Thursday, March 28, 2024
March 28, 2024

Loveliness of ladybugs gets us through pandemic

Where does your mind go to while you’re waiting out the COVID-19 pandemic? I mean, you can bake only so much bread, watch only this many Netflix shows, and grow only that many tomatoes. At some point you have to make a quantum mental leap and move on to another level of consciousness.

That’s exactly what happened to me the other day. It started off innocently enough when my wife, who was checking out her social network feeds, asked me if I knew what the name for a group of ladybugs was. As it turns out, the official collective noun for ladybugs is a “loveliness.”

Imagine. A loveliness of ladybugs. You know, like a herd of cattle, a pack of wolves, a flock of pigeons. A loveliness of ladybugs. Isn’t that just . . . lovely? Mind you, if there was a swarm of the little aphid-munching critters hatching between my bedsheets while I was trying to get a little shuteye, I doubt whether “loveliness” would be the first word out of my mouth.
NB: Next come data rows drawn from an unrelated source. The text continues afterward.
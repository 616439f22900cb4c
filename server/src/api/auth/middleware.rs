//! Authentication middleware

use std::sync::Arc;

use axum::Json;
use axum::extract::{Request, State};
use axum::http::{StatusCode, header};
use axum::middleware::Next;
use axum::response::{IntoResponse, Response};
use serde_json::json;

use super::context::AuthContext;
use super::jwt::JwtError;
use super::manager::AuthManager;
use crate::data::TransactionalService;

/// Authentication error response
#[derive(Debug)]
pub struct AuthError {
    pub status: StatusCode,
    pub code: &'static str,
    pub message: &'static str,
}

impl AuthError {
    pub fn required() -> Self {
        Self {
            status: StatusCode::UNAUTHORIZED,
            code: "AUTH_REQUIRED",
            message: "Authentication required",
        }
    }

    pub fn expired() -> Self {
        Self {
            status: StatusCode::UNAUTHORIZED,
            code: "TOKEN_EXPIRED",
            message: "Token has expired",
        }
    }

    pub fn invalid() -> Self {
        Self {
            status: StatusCode::UNAUTHORIZED,
            code: "TOKEN_INVALID",
            message: "Invalid token",
        }
    }

    pub fn inactive() -> Self {
        Self {
            status: StatusCode::UNAUTHORIZED,
            code: "USER_INACTIVE",
            message: "User not found or inactive",
        }
    }

    pub fn unavailable() -> Self {
        Self {
            status: StatusCode::BAD_REQUEST,
            code: "DATABASE_ERROR",
            message: "Could not verify user",
        }
    }
}

impl From<JwtError> for AuthError {
    fn from(e: JwtError) -> Self {
        match e {
            JwtError::Expired => Self::expired(),
            _ => Self::invalid(),
        }
    }
}

impl IntoResponse for AuthError {
    fn into_response(self) -> Response {
        let body = json!({
            "error": self.message,
            "code": self.code,
        });
        (self.status, Json(body)).into_response()
    }
}

/// Shared auth state for middleware
#[derive(Clone)]
pub struct AuthState {
    pub auth_manager: Arc<AuthManager>,
    pub database: Arc<TransactionalService>,
}

/// Pull the token out of an `Authorization: Bearer <token>` header
fn bearer_token(request: &Request) -> Option<&str> {
    let value = request.headers().get(header::AUTHORIZATION)?.to_str().ok()?;
    let (scheme, token) = value.split_once(' ')?;
    let token = token.trim();
    (scheme.eq_ignore_ascii_case("bearer") && !token.is_empty()).then_some(token)
}

/// Authentication middleware
///
/// Validates the bearer access token, then checks the user still exists
/// and is active. Injects `AuthContext` into request extensions.
pub async fn require_auth(
    State(state): State<AuthState>,
    mut request: Request,
    next: Next,
) -> Result<Response, AuthError> {
    let token = bearer_token(&request).ok_or_else(AuthError::required)?;
    let claims = state.auth_manager.validate_access(token)?;

    let user = state
        .database
        .repository()
        .get_user(claims.user_id())
        .await
        .map_err(|e| {
            tracing::error!(error = %e, "Failed to load token user");
            AuthError::unavailable()
        })?
        .filter(|u| u.is_active)
        .ok_or_else(AuthError::inactive)?;

    request.extensions_mut().insert(AuthContext { user });
    Ok(next.run(request).await)
}

#[cfg(test)]
mod tests {
    use super::*;
    use axum::body::Body;

    fn request_with(value: &str) -> Request {
        Request::builder()
            .header(header::AUTHORIZATION, value)
            .body(Body::empty())
            .unwrap()
    }

    #[test]
    fn test_bearer_token_parsing() {
        assert_eq!(bearer_token(&request_with("Bearer abc.def")), Some("abc.def"));
        assert_eq!(bearer_token(&request_with("bearer abc")), Some("abc"));
        assert_eq!(bearer_token(&request_with("Basic abc")), None);
        assert_eq!(bearer_token(&request_with("Bearer ")), None);
        assert_eq!(
            bearer_token(&Request::builder().body(Body::empty()).unwrap()),
            None
        );
    }

    #[test]
    fn test_jwt_errors_map_to_codes() {
        assert_eq!(AuthError::from(JwtError::Expired).code, "TOKEN_EXPIRED");
        assert_eq!(
            AuthError::from(JwtError::InvalidSignature).code,
            "TOKEN_INVALID"
        );
    }
}
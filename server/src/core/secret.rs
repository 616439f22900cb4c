//! Signing-key storage
//!
//! The JWT signing key is read from `CANVASS_JWT_SECRET` when set. Otherwise
//! a random key is generated once and persisted in a JSON vault inside the
//! data directory, so tokens survive restarts.
//!
//! | Backend | Source |
//! |---------|--------|
//! | Env | `CANVASS_JWT_SECRET` (raw bytes, at least 32) |
//! | File | `<data>/secrets.json` |

use std::collections::HashMap;
use std::path::{Path, PathBuf};
use std::sync::Arc;

use anyhow::{Context, Result, anyhow};
use chrono::{DateTime, Utc};
use serde::{Deserialize, Serialize};
use tokio::sync::RwLock;

use super::constants::{ENV_JWT_SECRET, SECRET_KEY_JWT_SIGNING, SECRETS_FILENAME};
use super::storage::AppStorage;
use crate::utils::crypto;

/// Minimum signing key length in bytes
const MIN_KEY_LEN: usize = 32;

/// Where the signing key comes from
#[derive(Debug, Clone, PartialEq, Eq)]
pub enum SecretBackend {
    /// Key supplied through the environment; never written to disk
    Env,
    /// JSON vault file
    File(PathBuf),
}

impl SecretBackend {
    /// Get a human-readable name for the backend
    pub fn name(&self) -> &'static str {
        match self {
            Self::Env => "environment",
            Self::File(_) => "file",
        }
    }
}

/// Metadata associated with a stored secret
#[derive(Debug, Clone, Serialize, Deserialize)]
pub struct SecretMetadata {
    pub created_at: DateTime<Utc>,
    pub updated_at: DateTime<Utc>,
}

impl SecretMetadata {
    fn new() -> Self {
        let now = Utc::now();
        Self {
            created_at: now,
            updated_at: now,
        }
    }
}

/// A secret with its value and metadata
#[derive(Clone, Serialize, Deserialize)]
pub struct Secret {
    pub value: String,
    pub metadata: SecretMetadata,
}

impl std::fmt::Debug for Secret {
    fn fmt(&self, f: &mut std::fmt::Formatter<'_>) -> std::fmt::Result {
        f.debug_struct("Secret")
            .field("value", &"[REDACTED]")
            .field("metadata", &self.metadata)
            .finish()
    }
}

impl Secret {
    pub fn new(value: impl Into<String>) -> Self {
        Self {
            value: value.into(),
            metadata: SecretMetadata::new(),
        }
    }
}

/// Secret vault - stores all secrets in a single structure
#[derive(Debug, Clone, Serialize, Deserialize, Default)]
struct SecretVault {
    secrets: HashMap<String, Secret>,
}

/// Signing-key manager
///
/// The vault is cached in memory after the initial load. Changes update
/// both memory and the file.
#[derive(Clone)]
pub struct SecretManager {
    backend: SecretBackend,
    env_key: Option<Vec<u8>>,
    vault: Arc<RwLock<SecretVault>>,
    /// Serializes file writes
    save_mutex: Arc<tokio::sync::Mutex<()>>,
}

impl SecretManager {
    /// Initialize from the environment, falling back to the data-dir vault
    pub async fn init(storage: &AppStorage) -> Result<Self> {
        let env_value = std::env::var(ENV_JWT_SECRET).ok().filter(|v| !v.is_empty());
        let manager = Self::from_parts(env_value, storage.data_path(SECRETS_FILENAME)).await?;
        tracing::debug!(backend = manager.backend.name(), "Secret manager initialized");
        Ok(manager)
    }

    async fn from_parts(env_value: Option<String>, vault_path: PathBuf) -> Result<Self> {
        if let Some(value) = env_value {
            let key = value.into_bytes();
            if key.len() < MIN_KEY_LEN {
                anyhow::bail!(
                    "{} must be at least {} bytes long",
                    ENV_JWT_SECRET,
                    MIN_KEY_LEN
                );
            }
            return Ok(Self {
                backend: SecretBackend::Env,
                env_key: Some(key),
                vault: Arc::default(),
                save_mutex: Arc::default(),
            });
        }

        let vault = load_vault_from_file(&vault_path).await?;
        Ok(Self {
            backend: SecretBackend::File(vault_path),
            env_key: None,
            vault: Arc::new(RwLock::new(vault)),
            save_mutex: Arc::default(),
        })
    }

    /// Get the active backend type
    pub fn backend(&self) -> &SecretBackend {
        &self.backend
    }

    /// Store a secret in the vault
    async fn set(&self, name: &str, mut secret: Secret) -> Result<()> {
        let SecretBackend::File(path) = &self.backend else {
            return Err(anyhow!("Secrets cannot be stored in the environment"));
        };
        {
            let mut vault = self.vault.write().await;
            if let Some(existing) = vault.secrets.get(name) {
                secret.metadata.created_at = existing.metadata.created_at;
            }
            secret.metadata.updated_at = Utc::now();
            vault.secrets.insert(name.to_string(), secret);
        }
        self.save_vault_to_file(path).await?;
        tracing::debug!(name, "Stored secret");
        Ok(())
    }

    async fn get_value(&self, name: &str) -> Option<String> {
        let vault = self.vault.read().await;
        vault.secrets.get(name).map(|s| s.value.clone())
    }

    /// Get the JWT signing key, creating and persisting it if needed
    pub async fn get_jwt_signing_key(&self) -> Result<Vec<u8>> {
        if let Some(key) = &self.env_key {
            return Ok(key.clone());
        }

        match self.get_value(SECRET_KEY_JWT_SIGNING).await {
            Some(key_hex) => {
                if let Ok(key) = crypto::decode_hex(&key_hex)
                    && key.len() >= MIN_KEY_LEN
                {
                    return Ok(key);
                }
                tracing::warn!("Stored JWT signing key has invalid format, regenerating");
                self.create_jwt_signing_key().await
            }
            None => self.create_jwt_signing_key().await,
        }
    }

    async fn create_jwt_signing_key(&self) -> Result<Vec<u8>> {
        let key = crypto::generate_signing_key();
        self.set(SECRET_KEY_JWT_SIGNING, Secret::new(crypto::encode_hex(&key)))
            .await?;
        tracing::debug!("Created new JWT signing key");
        Ok(key)
    }

    async fn save_vault_to_file(&self, path: &Path) -> Result<()> {
        let _guard = self.save_mutex.lock().await;
        let vault = self.vault.read().await;
        let json = serde_json::to_string_pretty(&*vault).context("Failed to serialize vault")?;

        if let Some(parent) = path.parent() {
            tokio::fs::create_dir_all(parent)
                .await
                .context("Failed to create secrets directory")?;
        }

        tokio::fs::write(path, json)
            .await
            .context("Failed to write secrets file")?;
        Ok(())
    }
}

async fn load_vault_from_file(path: &Path) -> Result<SecretVault> {
    match tokio::fs::read_to_string(path).await {
        Ok(json) => {
            let vault: SecretVault =
                serde_json::from_str(&json).context("Failed to parse secrets file")?;
            tracing::debug!(count = vault.secrets.len(), "Loaded secrets from file");
            Ok(vault)
        }
        Err(e) if e.kind() == std::io::ErrorKind::NotFound => {
            tracing::debug!("No existing secrets file, creating new vault");
            Ok(SecretVault::default())
        }
        Err(e) => Err(anyhow!("Failed to load secrets file: {}", e)),
    }
}

#[cfg(test)]
mod tests {
    use super::*;

    #[test]
    fn test_secret_debug_redacts_value() {
        let secret = Secret::new("super-secret-value");
        let debug = format!("{:?}", secret);
        assert!(!debug.contains("super-secret-value"));
        assert!(debug.contains("[REDACTED]"));
    }

    #[tokio::test]
    async fn test_env_key_is_used_verbatim() {
        let dir = tempfile::tempdir().unwrap();
        let value = "k".repeat(40);
        let manager = SecretManager::from_parts(Some(value.clone()), dir.path().join("s.json"))
            .await
            .unwrap();

        assert_eq!(manager.backend(), &SecretBackend::Env);
        assert_eq!(manager.get_jwt_signing_key().await.unwrap(), value.into_bytes());
        assert!(!dir.path().join("s.json").exists());
    }

    #[tokio::test]
    async fn test_short_env_key_is_rejected() {
        let dir = tempfile::tempdir().unwrap();
        let result =
            SecretManager::from_parts(Some("short".to_string()), dir.path().join("s.json")).await;
        assert!(result.is_err());
    }

    #[tokio::test]
    async fn test_file_key_is_generated_once_and_persisted() {
        let dir = tempfile::tempdir().unwrap();
        let path = dir.path().join("secrets.json");

        let first = SecretManager::from_parts(None, path.clone()).await.unwrap();
        let key = first.get_jwt_signing_key().await.unwrap();
        assert_eq!(key.len(), 32);
        assert_eq!(first.get_jwt_signing_key().await.unwrap(), key);
        assert!(path.exists());

        let reloaded = SecretManager::from_parts(None, path).await.unwrap();
        assert_eq!(reloaded.get_jwt_signing_key().await.unwrap(), key);
    }

    #[tokio::test]
    async fn test_corrupt_stored_key_is_regenerated() {
        let dir = tempfile::tempdir().unwrap();
        let path = dir.path().join("secrets.json");
        let vault = serde_json::json!({
            "secrets": {
                SECRET_KEY_JWT_SIGNING: {
                    "value": "not-hex",
                    "metadata": { "created_at": Utc::now(), "updated_at": Utc::now() }
                }
            }
        });
        std::fs::write(&path, vault.to_string()).unwrap();

        let manager = SecretManager::from_parts(None, path).await.unwrap();
        assert_eq!(manager.get_jwt_signing_key().await.unwrap().len(), 32);
    }

    #[tokio::test]
    async fn test_unparseable_vault_fails_init() {
        let dir = tempfile::tempdir().unwrap();
        let path = dir.path().join("secrets.json");
        std::fs::write(&path, "{ not json").unwrap();
        assert!(SecretManager::from_parts(None, path).await.is_err());
    }
}
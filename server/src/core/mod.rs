//! Core application infrastructure

pub(crate) mod banner;
pub mod cli;
pub mod config;
pub mod constants;
pub mod secret;
pub mod shutdown;
pub mod storage;

pub use crate::app::CoreApp;
pub use cli::{CliConfig, Commands};
pub use config::{AppConfig, AuthConfig, ServerConfig};
pub use secret::{SecretBackend, SecretManager};
pub use shutdown::ShutdownService;
pub use storage::{AppStorage, DataSubdir};
//! User management and self-service endpoints

pub mod types;

use std::sync::Arc;

use axum::extract::State;
use axum::http::StatusCode;
use axum::routing::{get, patch, post};
use axum::{Json, Router};

use crate::api::auth::Auth;
use crate::api::extractors::{IdPath, ValidatedJson};
use crate::api::routes::questionnaires::types::MessageResponse;
use crate::api::routes::sessions::types::SessionViewDto;
use crate::api::types::ApiError;
use crate::data::TransactionalService;
use crate::data::types::{UserRole, UserWithAssignment};
use crate::domain::{AuditAction, AuditEntry, AuditObject, CreateUser, audit, sessions, users};

use types::{
    AssignRequest, AssignResponse, CreateUserRequest, CreatedUserDto, UpdateUserRequest, UserDto,
    UserStatusDto,
};

/// Shared state for user endpoints
#[derive(Clone)]
pub struct UsersApiState {
    pub database: Arc<TransactionalService>,
    /// Password given to accounts created without one
    pub default_password: Arc<str>,
}

/// Build user routes
pub fn routes(database: Arc<TransactionalService>, default_password: &str) -> Router<()> {
    let state = UsersApiState {
        database,
        default_password: Arc::from(default_password),
    };

    Router::new()
        .route("/", get(list_users).post(create_user))
        .route("/me", get(get_current_user))
        .route("/me/session", get(get_current_session))
        .route("/{id}", patch(update_user))
        .route("/{id}/assign", post(assign_questionnaire))
        .route("/{id}/remind", post(send_reminder))
        .with_state(state)
}

fn user_not_found() -> ApiError {
    ApiError::not_found("USER_NOT_FOUND", "User not found")
}

/// List all users, newest first
#[utoipa::path(
    get,
    path = "/api/v1/users",
    tag = "users",
    responses(
        (status = 200, description = "Users with their current questionnaire", body = Vec<UserDto>)
    )
)]
pub async fn list_users(
    State(state): State<UsersApiState>,
    _auth: Auth,
) -> Result<Json<Vec<UserDto>>, ApiError> {
    let users = state.database.repository().list_users().await?;
    Ok(Json(users.into_iter().map(UserDto::from).collect()))
}

/// Create an account with a username derived from the email
#[utoipa::path(
    post,
    path = "/api/v1/users",
    tag = "users",
    request_body = CreateUserRequest,
    responses(
        (status = 201, description = "User created", body = CreatedUserDto),
        (status = 400, description = "Name or email missing"),
        (status = 409, description = "Email already registered")
    )
)]
pub async fn create_user(
    State(state): State<UsersApiState>,
    auth: Auth,
    ValidatedJson(body): ValidatedJson<CreateUserRequest>,
) -> Result<(StatusCode, Json<CreatedUserDto>), ApiError> {
    let (Some(name), Some(email)) = (
        body.name.filter(|s| !s.trim().is_empty()),
        body.email.filter(|s| !s.is_empty()),
    ) else {
        return Err(ApiError::bad_request(
            "MISSING_FIELDS",
            "Name and email are required",
        ));
    };
    let role = body
        .role
        .as_deref()
        .map(UserRole::parse)
        .unwrap_or_default();
    let password = body
        .password
        .filter(|p| !p.is_empty())
        .unwrap_or_else(|| state.default_password.to_string());

    let repo = state.database.repository();
    let user = users::create_user(
        repo.as_ref(),
        CreateUser {
            name,
            email: email.clone(),
            password,
            role,
        },
    )
    .await?;

    audit::record(
        repo.as_ref(),
        AuditEntry::new(AuditAction::UserCreated)
            .actor(auth.user_id())
            .object(AuditObject::User, &user.id)
            .payload(serde_json::json!({ "email": email, "role": role.as_str() })),
    )
    .await;

    Ok((StatusCode::CREATED, Json(user.into())))
}

/// Toggle a user's active flag
#[utoipa::path(
    patch,
    path = "/api/v1/users/{id}",
    tag = "users",
    params(("id" = String, Path, description = "User ID")),
    request_body = UpdateUserRequest,
    responses(
        (status = 200, description = "User updated", body = UserStatusDto),
        (status = 404, description = "User not found")
    )
)]
pub async fn update_user(
    State(state): State<UsersApiState>,
    auth: Auth,
    path: IdPath,
    ValidatedJson(body): ValidatedJson<UpdateUserRequest>,
) -> Result<Json<UserStatusDto>, ApiError> {
    let repo = state.database.repository();

    let user = match body.is_active {
        Some(is_active) => {
            let user = repo
                .set_user_active(&path.id, is_active)
                .await?
                .ok_or_else(user_not_found)?;
            audit::record(
                repo.as_ref(),
                AuditEntry::new(AuditAction::UserStatusChanged)
                    .actor(auth.user_id())
                    .object(AuditObject::User, &path.id)
                    .payload(serde_json::json!({ "is_active": is_active })),
            )
            .await;
            user
        }
        None => repo.get_user(&path.id).await?.ok_or_else(user_not_found)?,
    };

    Ok(Json(user.into()))
}

/// Assign (or reassign) a questionnaire to a user
#[utoipa::path(
    post,
    path = "/api/v1/users/{id}/assign",
    tag = "users",
    params(("id" = String, Path, description = "User ID")),
    request_body = AssignRequest,
    responses(
        (status = 200, description = "Questionnaire assigned", body = AssignResponse),
        (status = 400, description = "questionnaire_id missing"),
        (status = 404, description = "User or questionnaire not found")
    )
)]
pub async fn assign_questionnaire(
    State(state): State<UsersApiState>,
    auth: Auth,
    path: IdPath,
    ValidatedJson(body): ValidatedJson<AssignRequest>,
) -> Result<Json<AssignResponse>, ApiError> {
    let Some(questionnaire_id) = body.questionnaire_id.filter(|s| !s.is_empty()) else {
        return Err(ApiError::bad_request(
            "MISSING_FIELDS",
            "questionnaire_id is required",
        ));
    };

    let repo = state.database.repository();
    let assignment =
        sessions::assign_questionnaire(repo.as_ref(), &path.id, &questionnaire_id).await?;

    audit::record(
        repo.as_ref(),
        AuditEntry::new(AuditAction::QuestionnaireAssigned)
            .actor(auth.user_id())
            .object(AuditObject::User, &path.id)
            .payload(serde_json::json!({
                "questionnaire_id": questionnaire_id,
                "session_id": assignment.session.id,
            })),
    )
    .await;

    Ok(Json(AssignResponse {
        message: format!(
            "Questionnaire \"{}\" assigned to {}",
            assignment.questionnaire.title,
            assignment.user.display_name()
        ),
        session_id: assignment.session.id,
        questionnaire_id,
        user_id: path.id,
    }))
}

/// Record a reminder for a user
#[utoipa::path(
    post,
    path = "/api/v1/users/{id}/remind",
    tag = "users",
    params(("id" = String, Path, description = "User ID")),
    responses(
        (status = 200, description = "Reminder recorded", body = MessageResponse),
        (status = 404, description = "User not found")
    )
)]
pub async fn send_reminder(
    State(state): State<UsersApiState>,
    auth: Auth,
    path: IdPath,
) -> Result<Json<MessageResponse>, ApiError> {
    let repo = state.database.repository();
    let user = repo.get_user(&path.id).await?.ok_or_else(user_not_found)?;

    audit::record(
        repo.as_ref(),
        AuditEntry::new(AuditAction::ReminderSent)
            .actor(auth.user_id())
            .object(AuditObject::User, &user.id)
            .payload(serde_json::json!({ "email": user.email })),
    )
    .await;

    Ok(Json(MessageResponse {
        message: "Reminder sent successfully".to_string(),
    }))
}

/// Caller's profile
#[utoipa::path(
    get,
    path = "/api/v1/users/me",
    tag = "users",
    responses(
        (status = 200, description = "Caller profile", body = UserDto)
    )
)]
pub async fn get_current_user(
    State(state): State<UsersApiState>,
    auth: Auth,
) -> Result<Json<UserDto>, ApiError> {
    let user = auth.ctx.user;
    let assigned_questionnaire_id = state
        .database
        .repository()
        .current_questionnaire_id(&user.id)
        .await?;
    Ok(Json(
        UserWithAssignment {
            user,
            assigned_questionnaire_id,
        }
        .into(),
    ))
}

/// Caller's current in-progress session
#[utoipa::path(
    get,
    path = "/api/v1/users/me/session",
    tag = "users",
    responses(
        (status = 200, description = "Current session with questions", body = SessionViewDto),
        (status = 404, description = "No incomplete session")
    )
)]
pub async fn get_current_session(
    State(state): State<UsersApiState>,
    auth: Auth,
) -> Result<Json<SessionViewDto>, ApiError> {
    let repo = state.database.repository();
    let view = sessions::current_session(repo.as_ref(), auth.user_id()).await?;
    Ok(Json(view.into()))
}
At any rate, that was all I needed to set me off on a binge of google searching to find other group names for animals. Some of these, such as a gaggle of geese or a pride of lions, came as no surprise. On the other hand, a committee of raccoons or a congress of baboons did indeed tickle the imagination as to how these names were first assigned to these particular animals. A bit of a creepy feeling came over me when my search revealed a murder of crows and a congregation of crocodiles. However, there were other group names that seemed logical and just plain right. Who can object to a shrewdness of apes or a pounce of cats?

For some obscure reason, hummingbirds have somehow achieved the “motherlode” of collective noun group names. There are no fewer than six different words you can use to describe a roving gang of these tiny winged creatures. They can be called a bouquet, a glittering, a hover, a shimmer, a charm, or a tune.

Having all this COVID-19 time on my hands, it occurred to me that why should these group collective nouns be restricted to the animal world? Why not have them for all groups of anything? And if they don’t actually exist, then I’m just the person to inflict these new monikers on the English language.

The first few came to me easily. I closed my eyes to envision a scrum of reporters trying to coax insipid sound bites out of a scourge of politicians. A few moments later I imagined a covenant of conservationists circulating a protestation of petitions to ban the use of a choke of pollutants.

Hey, this was starting to become a fun activity. Perhaps I could patent the idea as a board game and make a fortune selling it to a dullness of idiots.

The words and ideas started rushing around my brain. A tangle of coat hangers conjured up the inevitable picture. Likewise did a spandex of cyclists. You might see the world as being divided between a bluebox of recyclers and a squander of dumpsters. Would you rather join a pollyanna of optimists or a despair of pessimists? Speaking of optimists, another possibility for a collective group name could be glass-half-full. 

There are so many more possibilities. Consider an inkling of premonitions, a slumber of mattresses, or a pythagoras of triangles. Isn’t it time you thinned out that attraction of magnets cluttering up the front of your fridge? And while you’re cleaning your personal space, how about gathering up that felt of belly-button lint you’ve been carrying around with you?

The field of medicine is rife with possible group names for its many specialties. If you are experiencing vision problems, you might want to consult someone from the myopia of optometrists. If skin issues are bothering you, you might need a session with a practitioner from the blemish of dermatologists. You may find that your condition is not a skin issue at all, but just the result of an infestation by a scratch of head lice. Perhaps your problems are merely physical manifestations of unresolved issues in your brain. You could benefit from a physician affiliated with the rorschach of psychiatrists. At the other end of your anatomy, you may seek the expertise of a member of the finger of proctologists.

Mind you, in these days of the COVID-19 pandemic, maybe I’ve been thinking back-asswards about this entire collective group name business. Hasn’t our provincial health officer, Dr. Bonnie Henry, been pleading with us for months to avoid crowds and restrict the size of our groups? Sure, go tell a murder of crows that they shouldn’t be gathering in groups of 50 or more. Let’s see you be the one to walk up to a congregation of crocodiles ripping apart a bloated hippo body and inform them that they can only dine in parties of six or less.

No, social distancing and family-unit isolating goes against the very grain of group formation and behaviour. Dr. Henry’s oft spoken mantra, “be kind, be calm, be safe” may be just the ticket we need to flatten the rate of infection curve, but it will achieve bupkis when a congress of baboons are screeching it out in a free-for-all to determine which ape will ascend to the role of alpha leader.

Nobody asked me, but there is no shortage of thoughts and activities that can occupy our consciousness until the time when the “new normal” finally arrives. Whether it’s making furniture, playing online Scrabble, quilting tapestries, solving Rubik’s cubes, or, in my case, creating nonsensical group names for just about everything, it all helps to strengthen the faith most of us share that “this too shall pass.” And strictly between you, me, and a cloud of thousands of ladybugs, wouldn’t that just be a loveliness?